May 22, 2018

Tata Steel: UK Government warned over pension cut plan

The government has been warned that a plan to cut pension benefits to help save Tata Steel’s UK operations could take ministers down a “dangerous path”.
Ex-pensions minister Steve Webb urged caution over “rushed changes” he said could have implications for workers “well beyond the steel industry”.
A £485m pension deficit has been deterring potential buyers of Tata.
Ministers are considering changing the measure used for British Steel pension increases to cut its liabilities.
The government is expected to propose basing the scheme’s annual increase on the Consumer Price inflation measure, which is usually below the current Retail Price measure.
Unions are likely to support the proposals, the BBC has learned.
In total the British Steel pension scheme has 130,000 members; it is not clear how many of those would be affected by the plan.
Further details are likely to emerge later when the government announces a consultation on the proposals in a written statement to the House of Commons.

‘Pension security risk’
Former Lib Dem pensions minister Steve Webb said: “The government is going down a very dangerous path.
“Everyone has huge sympathy for steel workers and for efforts to protect jobs, but rushed changes to pension rules risk driving a coach and horses through the pension security of hundreds of thousands of workers well beyond the steel industry.”
Owen Smith, the shadow work and pensions secretary, said steel workers’ pensions “must be protected”.
“If these reports are accurate, the secretary of state for work and pensions should come to the House to explain precisely what is being proposed, including how current and future steel pensioners will be affected and what precedents might be set by any changes to hard-won pension protection legislation,” he added.

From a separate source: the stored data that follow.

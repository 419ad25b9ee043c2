use std::collections::HashSet;

use olemask_core::StreamBuffer;

use crate::chain::{
    collect_sectors, walk_chain, ChainResolution, ChainStatus, ENDOFCHAIN, FREESECT,
};
use crate::directory::{assign_paths, DirEntry, ObjectType, DIR_ENTRY_LEN};
use crate::error::CfbError;
use crate::header::{read_u32, Header};

/// Parsed allocation tables and directory of an in-memory compound file.
///
/// The container bytes are not owned: every read or write takes the buffer explicitly and
/// checks that it still has the length it was parsed at.
#[derive(Debug, Clone)]
pub struct CompoundFile {
    header: Header,
    container_len: usize,
    fat: Vec<u32>,
    mini_fat: Vec<u32>,
    entries: Vec<DirEntry>,
    /// Big-sector chain of the root entry, which stores every mini sector.
    mini_stream: ChainResolution,
}

impl CompoundFile {
    pub fn parse(bytes: &[u8]) -> Result<Self, CfbError> {
        let header = Header::parse(bytes)?;
        let sector_size = header.sector_size();

        let fat_sectors = fat_sector_ids(bytes, &header)?;
        let mut fat = Vec::with_capacity(fat_sectors.len() * sector_size / 4);
        for &sector in &fat_sectors {
            let data = sector_bytes(bytes, sector, sector_size)?;
            fat.extend(data.chunks_exact(4).map(|c| read_u32(c, 0)));
        }

        let dir_sectors = collect_sectors(&fat, header.first_dir_sector).map_err(|status| {
            CfbError::BrokenMetadataChain {
                what: "directory",
                status,
            }
        })?;
        let mut entries = Vec::new();
        for &sector in &dir_sectors {
            let data = sector_bytes(bytes, sector, sector_size)?;
            for raw in data.chunks_exact(DIR_ENTRY_LEN) {
                let id = entries.len() as u32;
                entries.push(DirEntry::parse(id, raw, header.major_version));
            }
        }
        match entries.first() {
            Some(root) if root.object_type == ObjectType::Root => {}
            _ => return Err(CfbError::MissingRoot),
        }
        assign_paths(&mut entries);

        let mini_fat = match read_mini_fat(bytes, &header, &fat) {
            Ok(table) => table,
            Err(err) => {
                log::warn!("ignoring unreadable MiniFAT, small streams will be skipped: {err}");
                Vec::new()
            }
        };

        let container_len = bytes.len();
        let root = &entries[0];
        // Round up to whole mini sectors so the last root sector may be short on disk.
        let mini_len = usize::try_from(root.size)
            .unwrap_or(usize::MAX)
            .div_ceil(header.mini_sector_size())
            .saturating_mul(header.mini_sector_size());
        let mini_stream = walk_chain(&fat, root.start_sector, mini_len, sector_size, |s, len| {
            big_sector_offset(s, len, sector_size, container_len)
        });
        if mini_stream.status != ChainStatus::Complete {
            log::warn!("mini stream chain: {}", mini_stream.status);
        }

        log::debug!(
            "compound file v{}: {} byte sectors, {} FAT entries, {} directory entries",
            header.major_version,
            sector_size,
            fat.len(),
            entries.len()
        );

        Ok(Self {
            header,
            container_len,
            fat,
            mini_fat,
            entries,
            mini_stream,
        })
    }

    pub fn header(&self) -> &Header {
        &self.header
    }

    pub fn sector_size(&self) -> usize {
        self.header.sector_size()
    }

    pub fn mini_sector_size(&self) -> usize {
        self.header.mini_sector_size()
    }

    pub fn mini_stream_cutoff(&self) -> u64 {
        u64::from(self.header.mini_stream_cutoff)
    }

    pub fn entries(&self) -> &[DirEntry] {
        &self.entries
    }

    pub fn root(&self) -> &DirEntry {
        // `parse` refuses directories without a root entry.
        &self.entries[0]
    }

    /// Stream entries reachable from the root, in directory order.
    pub fn streams(&self) -> impl Iterator<Item = &DirEntry> {
        self.entries
            .iter()
            .filter(|e| e.is_stream() && !e.path.is_empty())
    }

    /// Look up a stream by path. OLE names compare case-insensitively.
    pub fn find_stream(&self, path: &str) -> Option<&DirEntry> {
        let path = path.trim_start_matches('/');
        self.streams().find(|e| e.path.eq_ignore_ascii_case(path))
    }

    /// Whether `entry` lives in the mini stream.
    pub fn is_mini(&self, entry: &DirEntry) -> bool {
        entry.is_stream() && entry.size < self.mini_stream_cutoff()
    }

    pub fn resolve_big_chain(&self, start_sector: u32, byte_len: usize) -> ChainResolution {
        let sector_size = self.sector_size();
        let container_len = self.container_len;
        walk_chain(&self.fat, start_sector, byte_len, sector_size, |s, len| {
            big_sector_offset(s, len, sector_size, container_len)
        })
    }

    pub fn resolve_mini_chain(&self, start_mini_sector: u32, byte_len: usize) -> ChainResolution {
        let sector_size = self.sector_size();
        let mini_size = self.mini_sector_size();
        let backing = &self.mini_stream;
        walk_chain(&self.mini_fat, start_mini_sector, byte_len, mini_size, |s, len| {
            let mini_offset = (s as usize).checked_mul(mini_size)?;
            let chunk = backing.chunks.get(mini_offset / sector_size)?;
            let within = mini_offset % sector_size;
            (within + len <= chunk.len).then_some(chunk.offset + within)
        })
    }

    /// Resolve the whole chain of a stream entry.
    pub fn resolve_entry(&self, entry: &DirEntry) -> ChainResolution {
        let size = usize::try_from(entry.size).unwrap_or(usize::MAX);
        self.resolve(entry.start_sector, size, self.is_mini(entry))
    }

    fn resolve(&self, start_sector: u32, byte_len: usize, is_mini: bool) -> ChainResolution {
        if is_mini {
            self.resolve_mini_chain(start_sector, byte_len)
        } else {
            self.resolve_big_chain(start_sector, byte_len)
        }
    }

    /// Reassemble a stream. A chain that ends early yields the resolved prefix; a broken chain is
    /// an error for this stream only.
    pub fn read_stream(&self, container: &[u8], entry: &DirEntry) -> Result<Vec<u8>, CfbError> {
        self.check_container(container.len())?;
        let resolution = self.resolve_entry(entry);
        match resolution.status {
            ChainStatus::Complete => {}
            ChainStatus::EndedEarly { missing } => {
                log::warn!(
                    "stream `{}` is truncated: {missing} of {} bytes unreachable",
                    entry.path,
                    entry.size
                );
            }
            status => {
                return Err(CfbError::BrokenStreamChain {
                    stream: entry.path.clone(),
                    status,
                })
            }
        }
        Ok(resolution.gather(container))
    }

    /// Copy `new_bytes` over the chain starting at `start_sector`. Bytes past `new_bytes.len()`
    /// are left alone; bytes past the chain's end are dropped and reported in the returned status.
    pub fn overwrite(
        &self,
        container: &mut [u8],
        start_sector: u32,
        new_bytes: &[u8],
        is_mini: bool,
    ) -> Result<ChainStatus, CfbError> {
        self.check_container(container.len())?;
        let resolution = self.resolve(start_sector, new_bytes.len(), is_mini);
        if resolution.status.is_broken() {
            return Err(CfbError::BrokenStreamChain {
                stream: format!("chain at sector {start_sector:#x}"),
                status: resolution.status,
            });
        }
        let mut pos = 0usize;
        for chunk in &resolution.chunks {
            container[chunk.offset..chunk.offset + chunk.len]
                .copy_from_slice(&new_bytes[pos..pos + chunk.len]);
            pos += chunk.len;
        }
        Ok(resolution.status)
    }

    /// Replace a stream's leading bytes with `new_bytes`, which may not exceed the stream size.
    pub fn overwrite_stream(
        &self,
        container: &mut [u8],
        entry: &DirEntry,
        new_bytes: &[u8],
    ) -> Result<ChainStatus, CfbError> {
        if new_bytes.len() as u64 > entry.size {
            return Err(CfbError::WriteTooLarge {
                stream: entry.path.clone(),
                len: new_bytes.len(),
                size: entry.size,
            });
        }
        self.overwrite(container, entry.start_sector, new_bytes, self.is_mini(entry))
            .map_err(|err| match err {
                CfbError::BrokenStreamChain { status, .. } => CfbError::BrokenStreamChain {
                    stream: entry.path.clone(),
                    status,
                },
                other => other,
            })
    }

    /// Flush only the dirty spans of `stream` (a buffer read from `entry`) back into the
    /// container.
    pub fn write_spans(
        &self,
        container: &mut [u8],
        entry: &DirEntry,
        stream: &StreamBuffer,
    ) -> Result<ChainStatus, CfbError> {
        self.check_container(container.len())?;
        let id = entry.buffer_id();
        if let Some(span) = stream.dirty_spans().iter().find(|s| s.buffer != id) {
            return Err(CfbError::ForeignSpan {
                span: *span,
                stream: id,
            });
        }
        if !stream.is_dirty() {
            return Ok(ChainStatus::Complete);
        }

        let resolution = self.resolve_entry(entry);
        if resolution.status.is_broken() {
            return Err(CfbError::BrokenStreamChain {
                stream: entry.path.clone(),
                status: resolution.status,
            });
        }

        let source = stream.bytes();
        let mut dropped = 0usize;
        for span in stream.dirty_spans() {
            let mut written = 0usize;
            for piece in resolution.locate(span.range()) {
                let Some(bytes) = source.get(piece.stream_offset..piece.stream_offset + piece.len)
                else {
                    break;
                };
                container[piece.container_offset..piece.container_offset + piece.len]
                    .copy_from_slice(bytes);
                written += piece.len;
            }
            dropped += span.len - written.min(span.len);
        }
        if dropped > 0 {
            log::warn!(
                "stream `{}`: {dropped} masked bytes lie past the end of its chain",
                entry.path
            );
            return Ok(ChainStatus::EndedEarly { missing: dropped });
        }
        Ok(resolution.status)
    }

    fn check_container(&self, actual: usize) -> Result<(), CfbError> {
        if actual != self.container_len {
            return Err(CfbError::ContainerMismatch {
                expected: self.container_len,
                actual,
            });
        }
        Ok(())
    }
}

fn big_sector_offset(
    sector: u32,
    len: usize,
    sector_size: usize,
    container_len: usize,
) -> Option<usize> {
    let offset = (sector as usize).checked_add(1)?.checked_mul(sector_size)?;
    (offset.checked_add(len)? <= container_len).then_some(offset)
}

fn sector_bytes(bytes: &[u8], sector: u32, sector_size: usize) -> Result<&[u8], CfbError> {
    big_sector_offset(sector, sector_size, sector_size, bytes.len())
        .map(|offset| &bytes[offset..offset + sector_size])
        .ok_or(CfbError::SectorOutOfRange { sector })
}

/// FAT sector locations from the header DIFAT plus any DIFAT sectors.
fn fat_sector_ids(bytes: &[u8], header: &Header) -> Result<Vec<u32>, CfbError> {
    let is_sector = |s: &u32| *s != FREESECT && *s != ENDOFCHAIN;
    let mut ids: Vec<u32> = header.difat.iter().copied().filter(is_sector).collect();

    let sector_size = header.sector_size();
    let per_sector = sector_size / 4 - 1;
    let mut seen = HashSet::new();
    let mut next = header.first_difat_sector;
    let mut remaining = header.num_difat_sectors;
    while is_sector(&next) && remaining > 0 {
        if !seen.insert(next) {
            return Err(CfbError::BrokenMetadataChain {
                what: "DIFAT",
                status: ChainStatus::Cycle { sector: next },
            });
        }
        let data = sector_bytes(bytes, next, sector_size)?;
        ids.extend(
            (0..per_sector)
                .map(|i| read_u32(data, i * 4))
                .filter(is_sector),
        );
        next = read_u32(data, per_sector * 4);
        remaining -= 1;
    }

    let declared = header.num_fat_sectors as usize;
    if declared > 0 && ids.len() > declared {
        ids.truncate(declared);
    }
    Ok(ids)
}

fn read_mini_fat(bytes: &[u8], header: &Header, fat: &[u32]) -> Result<Vec<u32>, CfbError> {
    if header.num_mini_fat_sectors == 0 || header.first_mini_fat_sector == ENDOFCHAIN {
        return Ok(Vec::new());
    }
    let sectors = collect_sectors(fat, header.first_mini_fat_sector).map_err(|status| {
        CfbError::BrokenMetadataChain {
            what: "MiniFAT",
            status,
        }
    })?;
    let sector_size = header.sector_size();
    let mut table = Vec::with_capacity(sectors.len() * sector_size / 4);
    for sector in sectors {
        let data = sector_bytes(bytes, sector, sector_size)?;
        table.extend(data.chunks_exact(4).map(|c| read_u32(c, 0)));
    }
    Ok(table)
}
use std::ops::Range;

use serde::Serialize;

/// A sensitive character range reported by a [`SensitivityOracle`].
///
/// `start..end` is a half-open range of `char` offsets into the normalized text.
#[derive(Debug, Clone, PartialEq, Eq, Serialize)]
pub struct SensitiveSpan {
    pub start: usize,
    pub end: usize,
    pub matched: String,
    pub rule: String,
}

/// Normalized text plus the bridge back to raw character positions.
///
/// `index_map[i]` is the raw `char` index that normalized character `i` came from.
#[derive(Debug, Clone, PartialEq, Eq)]
pub struct NormalizedText {
    pub text: String,
    pub index_map: Vec<usize>,
}

impl NormalizedText {
    pub fn identity(raw: &str) -> Self {
        let len = raw.chars().count();
        Self {
            text: raw.to_string(),
            index_map: (0..len).collect(),
        }
    }

    /// Map a normalized `start..end` back to raw character positions. The raw range runs from
    /// the first mapped character to one past the last, so characters the normalizer dropped
    /// inside the span are covered too.
    pub fn raw_range(&self, start: usize, end: usize, raw_len: usize) -> Option<Range<usize>> {
        if start >= end {
            return None;
        }
        let raw_start = *self.index_map.get(start)?;
        let raw_last = *self.index_map.get(end - 1)?;
        let raw_end = raw_last.checked_add(1)?;
        (raw_start < raw_end && raw_end <= raw_len).then_some(raw_start..raw_end)
    }
}

/// The PII-matching collaborator.
///
/// Implementations decide what is sensitive; the codecs only need exact character offsets.
pub trait SensitivityOracle {
    fn find_sensitive_spans(&self, normalized: &str) -> Vec<SensitiveSpan>;

    fn normalize(&self, raw: &str) -> NormalizedText {
        NormalizedText::identity(raw)
    }
}

/// Matches fixed strings. Overlapping needles resolve leftmost-longest.
#[derive(Debug, Clone, Default)]
pub struct LiteralOracle {
    needles: Vec<Vec<char>>,
}

impl LiteralOracle {
    pub fn new<I, S>(needles: I) -> Self
    where
        I: IntoIterator<Item = S>,
        S: AsRef<str>,
    {
        let mut needles: Vec<Vec<char>> = needles
            .into_iter()
            .map(|s| s.as_ref().chars().collect::<Vec<_>>())
            .filter(|chars| !chars.is_empty())
            .collect();
        needles.sort_by(|a, b| b.len().cmp(&a.len()).then_with(|| a.cmp(b)));
        needles.dedup();
        Self { needles }
    }

    pub fn is_empty(&self) -> bool {
        self.needles.is_empty()
    }
}

impl SensitivityOracle for LiteralOracle {
    fn find_sensitive_spans(&self, normalized: &str) -> Vec<SensitiveSpan> {
        let haystack: Vec<char> = normalized.chars().collect();
        let mut out = Vec::new();
        let mut pos = 0usize;
        while pos < haystack.len() {
            let hit = self
                .needles
                .iter()
                .find(|needle| haystack[pos..].starts_with(needle.as_slice()));
            match hit {
                Some(needle) => {
                    out.push(SensitiveSpan {
                        start: pos,
                        end: pos + needle.len(),
                        matched: needle.iter().collect(),
                        rule: "literal".to_string(),
                    });
                    pos += needle.len();
                }
                None => pos += 1,
            }
        }
        out
    }
}

/// A sensitive range in raw (pre-normalization) character positions.
#[derive(Debug, Clone, PartialEq, Eq)]
pub struct RawSpan {
    pub range: Range<usize>,
    pub rule: String,
}

/// Run the oracle over `raw` and return the hits in raw character positions.
///
/// A hit that crosses a paragraph gap (two or more consecutive CR/LF characters) is split so the
/// gap itself is never masked.
pub fn locate_raw_spans(oracle: &dyn SensitivityOracle, raw: &str) -> Vec<RawSpan> {
    if raw.is_empty() {
        return Vec::new();
    }
    let raw_chars: Vec<char> = raw.chars().collect();
    let normalized = oracle.normalize(raw);

    let mut out = Vec::new();
    for span in oracle.find_sensitive_spans(&normalized.text) {
        let Some(range) = normalized.raw_range(span.start, span.end, raw_chars.len()) else {
            log::debug!(
                "dropping {} hit {}..{} that does not map back to raw text",
                span.rule,
                span.start,
                span.end
            );
            continue;
        };
        for piece in split_on_paragraph_gaps(&raw_chars, range) {
            out.push(RawSpan {
                range: piece,
                rule: span.rule.clone(),
            });
        }
    }
    out.sort_by_key(|span| (span.range.start, span.range.end));
    out
}

fn split_on_paragraph_gaps(chars: &[char], range: Range<usize>) -> Vec<Range<usize>> {
    let is_break = |c: char| c == '\r' || c == '\n';

    let mut out = Vec::new();
    let mut piece_start = range.start;
    let mut i = range.start;
    while i < range.end {
        if !is_break(chars[i]) {
            i += 1;
            continue;
        }
        let gap_start = i;
        while i < range.end && is_break(chars[i]) {
            i += 1;
        }
        if i - gap_start >= 2 {
            if piece_start < gap_start {
                out.push(piece_start..gap_start);
            }
            piece_start = i;
        }
    }
    if piece_start < range.end {
        out.push(piece_start..range.end);
    }
    out
}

Analysis: Simon Jack, BBC business editor
The pension fund and its deficit have been a source of unease for the current owners Tata and a deal-breaker for any would-be buyers.
Reducing its burden will make a sale easier and may even convince Tata to hang on to its UK steel business.
Any such change would be very controversial as it would set what some would see as a dangerous precedent.
The move is evidence of the business secretary’s sense of urgency to resolve an industrial crisis which has put 10,000 steel workers’ jobs in imminent danger.
The BBC understands that union leaders have accepted that this proposal is a better deal than seeing the pension scheme shunted into the lifeboat of the Pensions Protection Fund, which can see some members lose 10% of their payout immediately and see lower increments in future years.
When asked about the proposal to cut the pension deficit, Business Minister Anna Soubry told Channel 4 News: “We have always said we would do everything we can to look at pensions.
“The prime minister said ‘no stone to be unturned’ and that is exactly what has been done.”
Welsh First Minister Carwyn Jones told the programme that there were better ways of dealing with the scheme than putting it in the Pensions Protection Fund, which would take on the deficit, but would also result in members losing some of their benefits.
“The UK government has more levers it can pull than we can with its control of the tax system and pensions legislation,” he said.

Business Secretary Sajid Javid and Mr Jones visited Mumbai on Wednesday to meet Tata executives.
It was thought the company might announce a shortlist of bidders, but Tata would only say that bids were still under “active consideration”.
Earlier this month Tata said there had been seven expressions of interest in its UK business. Among those reported to have put their hats in the ring are Greybull Capital, which has already bought Tata’s long products operations.
The management buyout vehicle, Excalibur Steel, which is led by Stuart Wilkie, the head of Tata’s UK strip steel unit based in south Wales, is another.
Sanjeev Gupta’s Liberty House, which has acquired two of Tata’s smaller mills, has also expressed an interest.
While they have submitted independent bids, it is thought there is potential for them to work together.
Others said to be in the running include JSW Steel, which is India’s second biggest steel producer, China’s Hebei Iron and Steel Group, and Endless, one of the UK’s largest turnaround specialists, based in Leeds.